Spun Pudding

Daddy, George and Me.
I'm the one in the dress . . . and curlers.My Dad had made me a new toy.
It was a large - very large (about 5 inches in diameter) button on a string.
Intriguing.
You would thread a long, heavy string through the holes of the button and knot it. Then you would push the button to the centre and grip one of the two loops of the string in each hand.
Now you held something that resembled . . . a button on a string.
But then came the exciting part. If you wound up the button, you could pull the string out away from the button on each side and it would unwind and rewind the opposite way.

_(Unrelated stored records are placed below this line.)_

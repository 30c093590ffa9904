// Copyright (c) Contributors to the SPK project.
// SPDX-License-Identifier: Apache-2.0

use serde::Deserialize;

use super::common::{deserialize_args, deserialize_string};
use super::{join_args, CommonRuntime, RuntimeKind, RuntimeVariant};
use crate::env::{set_default_env, EnvMap};

/// Package providing the JVM that launches Java configuration sets.
pub const JAVA_DEPENDENCY: &str = "openjdk8-zulu-compact1";

/// Launcher command; every argument is read from the environment at boot.
pub const JAVA_LAUNCHER: &str = "/java.so -Xms$XMS -Xmx$XMX -cp $CLASSPATH $JVM_ARGS $MAIN $ARGS";

const DEFAULT_HEAP: &str = "512m";

/// The interpreter cannot pass an empty variable as an argument, so an
/// inert system property stands in for missing JVM arguments.
const EMPTY_JVM_ARGS: &str = "-Dx=y";

/// Runs a Java application on the JVM.
#[derive(Debug, Clone, Default, PartialEq, Deserialize)]
pub struct JavaRuntime {
    #[serde(flatten)]
    pub common: CommonRuntime,

    /// Initial heap size, e.g. `512m`.
    #[serde(default, deserialize_with = "deserialize_string")]
    pub xms: String,

    /// Maximum heap size.
    #[serde(default, deserialize_with = "deserialize_string")]
    pub xmx: String,

    /// Paths where classes and other resources can be found.
    #[serde(default, deserialize_with = "deserialize_args")]
    pub classpath: Vec<String>,

    #[serde(default, deserialize_with = "deserialize_args")]
    pub jvm_args: Vec<String>,

    /// Fully qualified name of the main class.
    #[serde(default, deserialize_with = "deserialize_string")]
    pub main: String,

    /// Command line arguments passed to the application.
    #[serde(default, deserialize_with = "deserialize_args")]
    pub args: Vec<String>,
}

impl JavaRuntime {
    fn jvm_args_value(&self) -> String {
        if self.jvm_args.is_empty() {
            EMPTY_JVM_ARGS.to_string()
        } else {
            join_args(&self.jvm_args)
        }
    }

    fn heap_value(value: &str) -> String {
        if value.is_empty() {
            DEFAULT_HEAP.to_string()
        } else {
            value.to_string()
        }
    }
}

impl RuntimeVariant for JavaRuntime {
    fn kind(&self) -> RuntimeKind {
        RuntimeKind::Java
    }

    fn common(&self) -> &CommonRuntime {
        &self.common
    }

    fn common_mut(&mut self) -> &mut CommonRuntime {
        &mut self.common
    }

    fn description(&self) -> &'static str {
        "Run Java application"
    }

    fn dependencies(&self) -> &'static [&'static str] {
        &[JAVA_DEPENDENCY]
    }

    fn yaml_template(&self) -> &'static str {
        r#"
# REQUIRED
# Fully classified name of the main class.
# Example value: main.Hello
main: <name>

# REQUIRED
# A list of paths where classes and other resources can be found.
# Example value: classpath:
#                   - /
#                   - /package1
classpath:
   - <list>

# OPTIONAL
# Initial and maximum JVM memory size.
# Example value: xms: 512m
xms: <value>
xmx: <value>

# OPTIONAL
# A list of JVM args.
# Example value: jvm_args:
#                   - -Djava.net.preferIPv4Stack=true
#                   - -Dhadoop.log.dir=/hdfs/logs
jvm_args:
   - <list>

# OPTIONAL
# A list of command line args used by the application.
# Example value: args:
#                   - argument1
#                   - argument2
args:
   - <list>
"#
    }

    fn missing_field(&self) -> Option<&'static str> {
        if self.main.is_empty() {
            Some("main")
        } else if self.classpath.is_empty() {
            Some("classpath")
        } else {
            None
        }
    }

    fn launch_command(&self) -> String {
        JAVA_LAUNCHER.to_string()
    }

    fn launch_env(&self) -> EnvMap {
        let mut env = self.common.env.clone();
        set_default_env(
            &mut env,
            [
                ("XMS", Self::heap_value(&self.xms)),
                ("XMX", Self::heap_value(&self.xmx)),
                ("CLASSPATH", self.classpath.join(":")),
                ("JVM_ARGS", self.jvm_args_value()),
                ("MAIN", self.main.clone()),
                ("ARGS", join_args(&self.args)),
            ],
        );
        env
    }
}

If you handled it just right, you could keep it going.
All day.
Which I did.
And it created a bit of a breeze if you got it going very fast.
Which I also did.
Enough background . . .
Mom had just made a large pot of pudding and set it on the cupboard to cool.
I was waiting, rather impatiently, for the temperature to drop below the boiling lava stage.
That was when I got my, to date, greatest idea.
My button could generate a breeze. I had felt it. It would cool the pudding and I could eat it that much faster!
I pushed a stool over to the cupboard and climbed up.
Carefully, I manoeuvred my button over the pudding and pulled the strings.
It worked!
For a moment.
Until I relaxed my hands on the ‘rewind’ or maybe the ‘unwind’ stroke.
Then, it dipped and skimmed the top of the scalding hot pudding straight into my face.
And my hair.
And the ceiling.
The covering properties of a button on a string have never been fully explored. I think they should be.
I believe Mom was cleaning up pudding from the most impossible places for months.
Long after I had healed.
P.S. I still like pudding. I just prefer it on the inside.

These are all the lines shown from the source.